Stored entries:
▬▬▬
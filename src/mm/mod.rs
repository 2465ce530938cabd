//! Virtual memory subsystem: frame table and swap layer (C6, C7), the
//! supplemental page table and its page kinds (C8, C9), fault resolution
//! (C10), and address-space operations (C11).
//!
//! Architecture-specific paging (`arch::x86_64::paging`) sits below this and
//! knows nothing about logical pages; this module knows nothing about PML4
//! entries. The two meet at [`palloc::alloc_page`]/[`palloc::free_page`],
//! which the architecture layer uses to back its own page-table nodes.

pub mod address_space;
pub mod bitmap;
pub mod fault;
pub mod fs;
pub mod page;
pub mod palloc;
pub mod spt;
pub mod swap;

pub use palloc::{alloc_page, free_page};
▬▬▬
Exercise
Write out each line above containing "layer".

Completed task
//! Virtual memory subsystem: frame table and swap layer (C6, C7), the
//! which the architecture layer uses to back its own page-table nodes.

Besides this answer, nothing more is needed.